I'm not convinced the semiconductor manufacturing process that goes into solar is appreciably cleaner than nuclear in practice.


Because fission produces massive amounts of energy compared to anything else. Solar is not cheap when you remove government subsidies. Its an economic choice as well.


> that produces extremely toxic waste

Solar power produces far far more toxic waste per energy produced.


Citation needed.


> Citation needed.

No idea regarding relative amounts/toxicity etc., but I presume they are referring to these issues:

http://news.yahoo.com/solar-industry-grapples-hazardous-wast...


Have a look at LFTR, a much safer reactor design that produces much less waste.


Did you read the article or the headline? It makes very little sense that such an accident can have no effect on cancer risks. It may not raise the risk appreciably. Maybe the risk would be greater of Fukushima had been a coal fired plant(s) instead. But even people who know nothing about nuclear power can see the flaw in such a statement, and I think that sort of thing undermines any message that follows; which is unfortunate because you're right about us needing more nuclear power.


Why does it make very little sense? If the exposure was below the threshold dose at which radiation has been established to be carcinogenic it sounds like the most defensible position. The alternative is to say that anything can have an effect on cancer risks, which even if true in some pedantic sense isn't a useful way of looking at risk.

It's not like large-scale low-dose ionizing radiation is an unknown phenomenon: radiation exposure from the ground and sunlight vary widely, and we have very large data from chernobyl and 1950s above-ground nuclear testing.


The very idea that there is a threshold below which cancer risk is not appreciably affected is itself controversial.

In fact, even saying controversial would not be enough, most major health physics societies assume there is no such threshold and that any exposure increases risk. Only France's national society and (IIRC) one U.S. health physics society seem to be confident enough in the current research to stake out a claim that there is a threshold.

With all that said I personally lean towards the idea of a threshold-based response, though the no-threshold models are certainly easier to use for planning purposes (for which they've been used to assess risk for decades). Even if there is a threshold, that threshold may depend on length of previous exposure (acclimation) and may only be good for exposure within a certain time limit, both of which again make use within models more difficult (though not impossible).


See: http://en.wikipedia.org/wiki/Radiation_hormesis

It's controversial politically, not scientifically.

People have a knee jerk reaction to the idea of any radiation - except if it's natural of course, despite that making no sense.


Hormesis is actually conversial, but is not what I'm referring to.

Besides hormesis the other popular models seem to be LNT (linear response, no threshold) and LT (linear response, above a threshold).
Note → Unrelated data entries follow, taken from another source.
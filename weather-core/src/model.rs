use chrono::NaiveDateTime;
use serde::{Deserialize, Serialize};

use crate::error::{Result, WeatherError};

const ICON_BASE_URL: &str = "https://openweathermap.org/img/wn";
const DT_TXT_FORMAT: &str = "%Y-%m-%d %H:%M:%S";

#[derive(Debug, Clone, Copy, PartialEq, Serialize, Deserialize)]
pub struct Coordinates {
    pub latitude: f64,
    pub longitude: f64,
}

impl Coordinates {
    pub fn new(latitude: f64, longitude: f64) -> Self {
        Self { latitude, longitude }
    }
}

/// OpenWeather icon code such as `"10d"`.
#[derive(Debug, Clone, PartialEq, Eq, Serialize, Deserialize)]
#[serde(transparent)]
pub struct IconCode(pub String);

impl IconCode {
    pub fn as_str(&self) -> &str {
        &self.0
    }

    pub fn url(&self) -> String {
        format!("{ICON_BASE_URL}/{}@2x.png", self.0)
    }
}

impl std::fmt::Display for IconCode {
    fn fmt(&self, f: &mut std::fmt::Formatter<'_>) -> std::fmt::Result {
        f.write_str(&self.0)
    }
}

/// Truncate a Celsius reading the way every view displays it: floor, never round.
pub fn floor_celsius(raw: f64) -> i32 {
    raw.floor() as i32
}

/// `"2024-05-01 15:00:00"` → `"15:00"`. The provider's local-time text is trusted verbatim.
pub fn time_of_day(dt_txt: &str) -> Result<String> {
    dt_txt
        .split_once(' ')
        .and_then(|(_, time)| time.get(..5))
        .map(str::to_owned)
        .ok_or_else(|| WeatherError::MalformedTimestamp(dt_txt.to_owned()))
}

// ---------------------------------------------------------------------------
// Upstream payloads (OpenWeather JSON)
// ---------------------------------------------------------------------------

#[derive(Debug, Clone, Deserialize)]
pub struct GeocodeHit {
    pub name: String,
    #[serde(default)]
    pub country: Option<String>,
    pub lat: f64,
    pub lon: f64,
}

#[derive(Debug, Clone, Deserialize)]
pub struct ReportCoord {
    pub lat: f64,
    pub lon: f64,
}

#[derive(Debug, Clone, Deserialize)]
pub struct ReportSys {
    #[serde(default)]
    pub country: String,
}

#[derive(Debug, Clone, Deserialize)]
pub struct ReportMain {
    pub temp: f64,
    pub feels_like: f64,
    pub temp_max: f64,
    pub temp_min: f64,
    pub humidity: u8,
}

#[derive(Debug, Clone, Deserialize)]
pub struct ReportWind {
    pub speed: f64,
}

#[derive(Debug, Clone, Deserialize)]
pub struct ReportClouds {
    pub all: u8,
}

#[derive(Debug, Clone, Deserialize)]
pub struct ReportWeather {
    #[serde(default)]
    pub description: String,
    pub icon: String,
}

/// Body of `data/2.5/weather`.
#[derive(Debug, Clone, Deserialize)]
pub struct CurrentReport {
    pub name: String,
    pub coord: ReportCoord,
    pub sys: ReportSys,
    pub main: ReportMain,
    pub wind: ReportWind,
    pub clouds: ReportClouds,
    pub weather: Vec<ReportWeather>,
}

#[derive(Debug, Clone, Deserialize)]
pub struct SlotMain {
    pub temp: f64,
    pub temp_max: f64,
    pub temp_min: f64,
}

/// One 3-hour entry of `data/2.5/forecast`.
#[derive(Debug, Clone, Deserialize)]
pub struct ForecastSlot {
    pub dt_txt: String,
    pub main: SlotMain,
    #[serde(default)]
    pub pop: f64,
    pub weather: Vec<ReportWeather>,
}

impl ForecastSlot {
    pub(crate) fn icon(&self) -> Result<IconCode> {
        self.weather
            .first()
            .map(|w| IconCode(w.icon.clone()))
            .ok_or(WeatherError::MissingField("list[].weather[0]"))
    }
}

// ---------------------------------------------------------------------------
// Normalized views
// ---------------------------------------------------------------------------

#[derive(Debug, Clone, PartialEq, Serialize, Deserialize)]
pub struct Location {
    pub latitude: f64,
    pub longitude: f64,
    pub name: String,
    pub country: String,
}

impl Location {
    pub fn coordinates(&self) -> Coordinates {
        Coordinates::new(self.latitude, self.longitude)
    }
}

impl std::fmt::Display for Location {
    fn fmt(&self, f: &mut std::fmt::Formatter<'_>) -> std::fmt::Result {
        if self.country.is_empty() {
            f.write_str(&self.name)
        } else {
            write!(f, "{}, {}", self.name, self.country)
        }
    }
}

#[derive(Debug, Clone, PartialEq, Serialize, Deserialize)]
pub struct CurrentConditions {
    pub temperature_c: i32,
    pub feels_like_c: i32,
    /// Daily max/min as reported by the instantaneous endpoint.
    pub temp_max_c: i32,
    pub temp_min_c: i32,
    pub humidity_pct: u8,
    pub cloud_cover_pct: u8,
    pub wind_speed_mps: f64,
    pub description: String,
    pub icon: IconCode,
}

/// One day of the daily view, read from a single 3-hour slot.
#[derive(Debug, Clone, PartialEq, Serialize, Deserialize)]
pub struct DailyForecastEntry {
    pub temp_max_c: i32,
    pub temp_min_c: i32,
    pub timestamp: String,
    pub icon: IconCode,
}

impl DailyForecastEntry {
    pub fn parsed_timestamp(&self) -> Option<NaiveDateTime> {
        NaiveDateTime::parse_from_str(&self.timestamp, DT_TXT_FORMAT).ok()
    }
}

/// Exactly five entries; only [`crate::forecast::sample_daily`] builds one.
#[derive(Debug, Clone, PartialEq, Serialize)]
pub struct DailyForecastSample {
    entries: Vec<DailyForecastEntry>,
}

impl DailyForecastSample {
    pub(crate) fn new(entries: Vec<DailyForecastEntry>) -> Self {
        Self { entries }
    }

    pub fn entries(&self) -> &[DailyForecastEntry] {
        &self.entries
    }
}

#[derive(Debug, Clone, PartialEq, Serialize, Deserialize)]
pub struct HourlyForecastEntry {
    pub time: String,
    pub temperature_c: i32,
    pub temp_max_c: i32,
    pub temp_min_c: i32,
    /// Probability of precipitation as a 0.0–1.0 fraction.
    pub pop: f64,
    pub icon: IconCode,
}

/// Exactly six entries; only [`crate::hourly::extract_hourly`] builds one.
#[derive(Debug, Clone, PartialEq, Serialize)]
pub struct HourlyForecastSample {
    entries: Vec<HourlyForecastEntry>,
}

impl HourlyForecastSample {
    pub(crate) fn new(entries: Vec<HourlyForecastEntry>) -> Self {
        Self { entries }
    }

    pub fn entries(&self) -> &[HourlyForecastEntry] {
        &self.entries
    }
}

/// Everything the presentation layer renders for one resolved location.
#[derive(Debug, Clone, PartialEq, Serialize)]
pub struct WeatherView {
    pub location: Location,
    pub current: CurrentConditions,
    pub daily: Option<DailyForecastSample>,
    pub hourly: Option<HourlyForecastSample>,
}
LNT is used by most right now, mostly because it's the most conservative-possible model that fits the very-high-exposure data that we do have from atomic bomb survivors. It is the model which gives us ALARA and 'Man-REM' planning.

LT is more what I would lean towards given available studies of very-low-exposure, but that still leaves open the question of what that would actually mean for public health advice, radiation worksite planning, etc.


Can people comment if they down vote please? I see no errors above and this seems a little harsh.


You'll have to explain me why it's OK to live in Colorado then where the natural levels of radioactivity are about 6 times higher than in other places in the country.

There's very clearly a threshold effect, just like in many natural phenomenons. Political nonsense is what is causing confusion, not the scientific basis. And most of the "science" trying to prove otherwise is based on too few numbers to be statistically significant. (the cases of reported leukemias, for example, is very often misleading when you look at the ACTUAL numbers and not just the percentages.)

If you use "no-threshold" for planning purpose then you can't technically live on Earth anywhere, since there's natural radioactivity all around us and cosmic rays as well through the atmosphere.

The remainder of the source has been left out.